# PROMPT
Among the records below, which lines contain the string "AppState"? Report them.

Stored data:
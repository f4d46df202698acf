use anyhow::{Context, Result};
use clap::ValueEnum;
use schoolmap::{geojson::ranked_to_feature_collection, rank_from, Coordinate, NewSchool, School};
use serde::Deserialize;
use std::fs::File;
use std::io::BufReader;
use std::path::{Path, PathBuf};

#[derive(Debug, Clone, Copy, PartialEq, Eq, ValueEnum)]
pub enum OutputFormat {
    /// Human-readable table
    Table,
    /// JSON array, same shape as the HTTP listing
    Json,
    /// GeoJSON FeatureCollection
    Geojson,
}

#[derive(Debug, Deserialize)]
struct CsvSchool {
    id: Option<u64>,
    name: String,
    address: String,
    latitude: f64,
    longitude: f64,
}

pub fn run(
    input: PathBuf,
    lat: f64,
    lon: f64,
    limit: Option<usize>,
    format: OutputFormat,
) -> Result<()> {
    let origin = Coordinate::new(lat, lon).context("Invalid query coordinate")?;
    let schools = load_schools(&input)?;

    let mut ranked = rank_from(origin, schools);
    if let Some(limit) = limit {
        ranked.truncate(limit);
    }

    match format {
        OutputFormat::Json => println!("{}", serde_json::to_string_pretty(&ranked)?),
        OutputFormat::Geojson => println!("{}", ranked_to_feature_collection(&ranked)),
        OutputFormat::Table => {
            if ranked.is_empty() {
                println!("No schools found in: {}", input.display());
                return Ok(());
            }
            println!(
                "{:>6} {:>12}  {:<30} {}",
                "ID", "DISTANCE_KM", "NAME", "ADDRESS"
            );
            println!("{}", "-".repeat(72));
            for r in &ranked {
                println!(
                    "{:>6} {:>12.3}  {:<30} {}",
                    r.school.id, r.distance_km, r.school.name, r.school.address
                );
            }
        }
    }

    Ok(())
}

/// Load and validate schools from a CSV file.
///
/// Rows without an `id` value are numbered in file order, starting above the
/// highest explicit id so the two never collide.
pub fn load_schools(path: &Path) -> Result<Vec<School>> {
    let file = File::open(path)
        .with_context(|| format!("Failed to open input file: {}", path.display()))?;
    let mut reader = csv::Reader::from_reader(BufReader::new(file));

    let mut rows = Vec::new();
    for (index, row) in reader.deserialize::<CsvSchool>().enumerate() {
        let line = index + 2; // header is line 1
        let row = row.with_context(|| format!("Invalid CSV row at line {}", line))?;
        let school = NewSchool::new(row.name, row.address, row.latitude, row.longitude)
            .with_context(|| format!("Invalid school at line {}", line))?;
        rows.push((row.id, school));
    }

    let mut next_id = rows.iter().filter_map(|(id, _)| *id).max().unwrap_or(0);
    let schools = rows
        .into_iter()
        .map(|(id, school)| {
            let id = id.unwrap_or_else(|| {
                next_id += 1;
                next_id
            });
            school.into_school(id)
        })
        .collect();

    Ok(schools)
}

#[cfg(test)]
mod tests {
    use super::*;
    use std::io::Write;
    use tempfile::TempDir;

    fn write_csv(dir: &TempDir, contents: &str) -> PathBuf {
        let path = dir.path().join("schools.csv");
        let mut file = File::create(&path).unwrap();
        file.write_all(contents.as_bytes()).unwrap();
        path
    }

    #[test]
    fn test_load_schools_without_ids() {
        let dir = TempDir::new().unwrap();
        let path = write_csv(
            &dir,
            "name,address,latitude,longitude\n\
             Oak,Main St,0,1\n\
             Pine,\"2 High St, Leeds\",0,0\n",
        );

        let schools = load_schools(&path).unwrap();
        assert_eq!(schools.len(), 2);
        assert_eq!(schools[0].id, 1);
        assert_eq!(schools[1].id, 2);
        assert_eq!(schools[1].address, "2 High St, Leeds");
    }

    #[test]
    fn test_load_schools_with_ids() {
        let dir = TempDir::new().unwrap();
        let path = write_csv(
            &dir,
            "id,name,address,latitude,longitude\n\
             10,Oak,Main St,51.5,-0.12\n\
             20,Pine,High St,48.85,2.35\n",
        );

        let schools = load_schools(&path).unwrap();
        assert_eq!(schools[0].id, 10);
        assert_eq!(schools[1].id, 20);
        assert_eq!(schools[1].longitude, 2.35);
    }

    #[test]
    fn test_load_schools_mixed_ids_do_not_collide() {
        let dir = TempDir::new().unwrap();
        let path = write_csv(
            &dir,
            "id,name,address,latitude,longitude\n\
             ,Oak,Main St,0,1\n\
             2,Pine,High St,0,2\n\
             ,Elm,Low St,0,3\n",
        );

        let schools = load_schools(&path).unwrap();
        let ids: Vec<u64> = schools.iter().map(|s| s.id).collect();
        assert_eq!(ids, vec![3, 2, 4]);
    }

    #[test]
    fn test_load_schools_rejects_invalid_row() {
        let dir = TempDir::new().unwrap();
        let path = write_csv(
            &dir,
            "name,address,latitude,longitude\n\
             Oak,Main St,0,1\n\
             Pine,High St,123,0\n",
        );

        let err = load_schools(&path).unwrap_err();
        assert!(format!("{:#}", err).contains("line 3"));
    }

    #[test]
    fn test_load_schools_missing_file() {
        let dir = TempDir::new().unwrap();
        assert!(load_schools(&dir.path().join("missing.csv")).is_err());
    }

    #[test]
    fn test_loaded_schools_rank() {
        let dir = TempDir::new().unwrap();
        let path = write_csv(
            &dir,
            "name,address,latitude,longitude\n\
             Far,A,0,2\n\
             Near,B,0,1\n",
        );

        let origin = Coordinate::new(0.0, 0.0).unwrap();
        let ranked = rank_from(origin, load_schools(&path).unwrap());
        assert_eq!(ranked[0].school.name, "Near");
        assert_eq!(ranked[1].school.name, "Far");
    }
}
---
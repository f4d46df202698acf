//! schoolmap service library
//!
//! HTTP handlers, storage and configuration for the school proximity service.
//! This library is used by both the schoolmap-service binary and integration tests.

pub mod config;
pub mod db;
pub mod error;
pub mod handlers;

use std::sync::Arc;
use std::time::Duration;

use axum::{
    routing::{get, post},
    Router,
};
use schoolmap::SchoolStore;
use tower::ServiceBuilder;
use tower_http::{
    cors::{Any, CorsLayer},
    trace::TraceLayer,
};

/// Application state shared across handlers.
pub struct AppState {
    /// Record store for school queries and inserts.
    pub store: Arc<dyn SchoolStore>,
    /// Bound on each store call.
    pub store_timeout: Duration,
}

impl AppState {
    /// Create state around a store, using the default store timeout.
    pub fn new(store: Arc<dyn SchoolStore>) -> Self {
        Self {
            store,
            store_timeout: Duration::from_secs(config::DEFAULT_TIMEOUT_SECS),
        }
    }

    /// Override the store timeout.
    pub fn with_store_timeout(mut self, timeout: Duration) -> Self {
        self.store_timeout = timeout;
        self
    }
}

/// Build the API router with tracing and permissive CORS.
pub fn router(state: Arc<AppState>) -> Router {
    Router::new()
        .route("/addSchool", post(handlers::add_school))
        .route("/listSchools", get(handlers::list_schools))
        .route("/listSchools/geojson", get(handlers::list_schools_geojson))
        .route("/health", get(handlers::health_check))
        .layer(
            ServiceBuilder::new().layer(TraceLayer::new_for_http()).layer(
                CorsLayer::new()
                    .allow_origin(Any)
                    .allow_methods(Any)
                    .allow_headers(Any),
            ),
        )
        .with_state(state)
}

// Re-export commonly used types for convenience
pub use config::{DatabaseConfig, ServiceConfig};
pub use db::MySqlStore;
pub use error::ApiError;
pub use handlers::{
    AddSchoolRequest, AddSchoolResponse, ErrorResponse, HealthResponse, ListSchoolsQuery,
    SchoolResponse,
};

# YOUR SOLUTION
pub struct AppState {
impl AppState {
pub fn router(state: Arc<AppState>) -> Router {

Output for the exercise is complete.